When will I be able to start using my Shoulder?

A careful, well-planned rehabilitation program is critical to the success of a Total Shoulder Replacement Surgery. You usually start gentle physical therapy soon after the operation. Your surgeon or physical therapist will provide you with a home exercise program to strengthen your shoulder and improve flexibility.

When you leave the hospital, your arm will be in a sling. You will need the sling to support and protect your Shoulder for the first 2 to 4 weeks after surgery.

Most patients are able to perform simple activities such as eating, dressing and grooming within 2 weeks after surgery. Some pain with activity and at night is common for several weeks after surgery.

Driving a car is not allowed for 2 to 4 weeks after Total Shoulder Replacement Surgery.


When will I be able to take a shower?

Avoid soaking the wound in water until it has thoroughly sealed and dried.
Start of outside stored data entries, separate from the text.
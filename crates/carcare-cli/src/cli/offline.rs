//! A backend that refuses everything except listing canned bookings.

use carcare_core::api::BookingApi;
use carcare_types::booking::{BookingRecord, BookingStatus, CreateBookingRequest, CreatedBooking};
use carcare_types::error::ApiError;
use carcare_types::quote::{Quote, QuoteRequest};
use carcare_types::service::{PricingTable, Service};

#[derive(Clone, Default)]
pub struct OfflineApi {
    pub bookings: Vec<BookingRecord>,
}

fn refused<T>() -> Result<T, ApiError> {
    Err(ApiError::Transport("connection refused".to_string()))
}

impl BookingApi for OfflineApi {
    async fn list_services(&self) -> Result<Vec<Service>, ApiError> {
        refused()
    }

    async fn get_pricing(&self) -> Result<PricingTable, ApiError> {
        refused()
    }

    async fn request_quote(&self, _request: &QuoteRequest) -> Result<Quote, ApiError> {
        refused()
    }

    async fn create_booking(
        &self,
        _request: &CreateBookingRequest,
    ) -> Result<CreatedBooking, ApiError> {
        refused()
    }

    async fn list_bookings(
        &self,
        status: Option<BookingStatus>,
    ) -> Result<Vec<BookingRecord>, ApiError> {
        Ok(self
            .bookings
            .iter()
            .filter(|b| status.is_none_or(|s| b.status == s))
            .cloned()
            .collect())
    }

    async fn update_status(&self, _id: &str, _status: BookingStatus) -> Result<(), ApiError> {
        Err(ApiError::Status {
            status: 500,
            body: "internal error".to_string(),
        })
    }
}

/// A listed booking in `status`.
pub fn booking(id: &str, status: BookingStatus) -> BookingRecord {
    serde_json::from_value(serde_json::json!({
        "_id": id,
        "customer_name": "Asha",
        "phone": "555-0101",
        "vehicle_make": "Maruti",
        "vehicle_model": "Swift",
        "service_name": "Wash",
        "preferred_date": "2026-10-20",
        "preferred_time": "10:30",
        "status": status,
    }))
    .unwrap()
}
//! Catalog CLI commands: services, packages, add-ons, and instant quotes.

//!
//! Backend failures here are logged and rendered as an empty result; only
//! local input errors fail the command.

use anyhow::Result;
use comfy_table::{Cell, Color, ContentArrangement, Table, presets};
use console::style;
use tracing::warn;

use carcare_core::api::BookingApi;
use carcare_core::draft::DraftField;
use carcare_core::page::booking::BookingPage;
use carcare_types::addon::ADDONS;
use carcare_types::service::PricingTable;

use super::{QuoteArgs, print_field, print_info, spinner};

/// List the service catalog in a table.
pub async fn list_services<A: BookingApi>(api: &A, json: bool) -> Result<()> {
    let services = api.list_services().await.unwrap_or_else(|e| {
        warn!(error = %e, "failed to load service catalog");
        Vec::new()
    });

    if json {
        println!("{}", serde_json::to_string_pretty(&services)?);
        return Ok(());
    }

    if services.is_empty() {
        print_info("No services are offered right now.");
        return Ok(());
    }

    let mut table = Table::new();
    table.load_preset(presets::UTF8_FULL_CONDENSED);
    table.set_content_arrangement(ContentArrangement::Dynamic);
    table.set_header(vec![
        Cell::new("Service").fg(Color::White),
        Cell::new("Description").fg(Color::White),
        Cell::new("Price").fg(Color::White),
        Cell::new("Duration").fg(Color::White),
    ]);

    for service in &services {
        table.add_row(vec![
            Cell::new(&service.name).fg(Color::Cyan),
            Cell::new(&service.description),
            Cell::new(service.display_price()).fg(Color::Green),
            Cell::new(service.display_duration()).fg(Color::DarkGrey),
        ]);
    }

    println!();
    println!("{table}");
    println!();
    println!(
        "  Book one with: {}",
        style("carcare book --service <name>").yellow()
    );
    println!();

    Ok(())
}

/// List the packages the pricing table offers for `service`.
pub async fn list_packages<A: BookingApi>(api: &A, service: &str, json: bool) -> Result<()> {
    let pricing = api.get_pricing().await.unwrap_or_else(|e| {
        warn!(error = %e, "failed to load pricing table");
        PricingTable::default()
    });
    let packages = pricing.packages_for(service);

    if json {
        println!("{}", serde_json::to_string_pretty(packages)?);
        return Ok(());
    }

    if packages.is_empty() {
        print_info(format!(
            "No packages for '{}'. The base service can still be booked.",
            style(service).cyan()
        ));
        return Ok(());
    }

    println!();
    println!("  Packages for {}:", style(service).cyan().bold());
    for package in packages {
        println!("    {} {}", style("•").dim(), package.name);
    }
    println!();

    Ok(())
}

/// List the fixed add-on catalog.
pub fn list_addons(json: bool) -> Result<()> {
    if json {
        println!("{}", serde_json::to_string_pretty(&ADDONS)?);
        return Ok(());
    }

    let mut table = Table::new();
    table.load_preset(presets::UTF8_FULL_CONDENSED);
    table.set_header(vec![
        Cell::new("Code").fg(Color::White),
        Cell::new("Add-on").fg(Color::White),
        Cell::new("Price").fg(Color::White),
    ]);
    for addon in &ADDONS {
        table.add_row(vec![
            Cell::new(addon.code).fg(Color::DarkGrey),
            Cell::new(addon.label).fg(Color::Cyan),
            Cell::new(format!("+${}", addon.price)).fg(Color::Green),
        ]);
    }

    println!();
    println!("{table}");
    println!();

    Ok(())
}

/// Request an instant quote for a selection.
///
/// A failed quote leaves the total blank (`null` under `--json`); the page
/// has already logged why.
pub async fn quote<A: BookingApi>(api: A, args: QuoteArgs, json: bool) -> Result<()> {
    let mut page = BookingPage::new(api);
    apply_selection(&mut page, &args)?;

    let spinner = spinner("Calculating quote...")?;
    let quote = page.request_quote().await.ok().cloned();
    spinner.finish_and_clear();

    if json {
        println!("{}", serde_json::to_string_pretty(&quote)?);
        return Ok(());
    }

    let total = quote
        .as_ref()
        .map(|q| q.display_total())
        .unwrap_or_else(|| "-".to_string());

    println!();
    print_field("Service", style(&args.service).cyan());
    if let Some(package) = &args.package {
        print_field("Package", package);
    }
    if !args.addons.is_empty() {
        print_field("Add-ons", args.addons.join(", "));
    }
    print_field("Estimated total", style(total).green().bold());
    println!();

    Ok(())
}

/// Copy the quoted selection from flags into the page's draft.
fn apply_selection<A: BookingApi>(page: &mut BookingPage<A>, args: &QuoteArgs) -> Result<()> {
    page.select_service(&args.service);
    if let Some(package) = &args.package {
        page.set_field(DraftField::PackageName, package);
    }
    for code in &args.addons {
        page.toggle_addon(code, true)?;
    }
    if let Some(lat) = &args.lat {
        page.set_field(DraftField::Latitude, lat);
    }
    if let Some(lng) = &args.lng {
        page.set_field(DraftField::Longitude, lng);
    }
    Ok(())
}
You may continue to bandage the wound to prevent irritation from clothing.

You will be able to take a shower after removal of the staples/sutures which may be around 2 weeks from date of Total Shoulder Replacement Surgery.


What restrictions do I have to follow after surgery?

  • Don’t use the arm to push yourself up in bed or from a chair because this requires forceful contraction of muscles.
  • Don’t overdo the exercise program. If your Shoulder Pain was severe before the total shoulder replacement surgery, the experience of pain-free motion may lull you into thinking that you can do more than what is prescribed. Early overuse of the shoulder may result in severe limitations in motion.
  • Don’t lift anything heavier than a glass of water for the first 2 to 4 weeks after Total Shoulder Replacement Surgery.
  • Don’t participate in contact sports or any repetitive heavy lifting after your Total Shoulder Replacement Surgery.
  • Do avoid placing your arm in any extreme position, such as straight out to the side or behind your body for the first 6 weeks after surgery.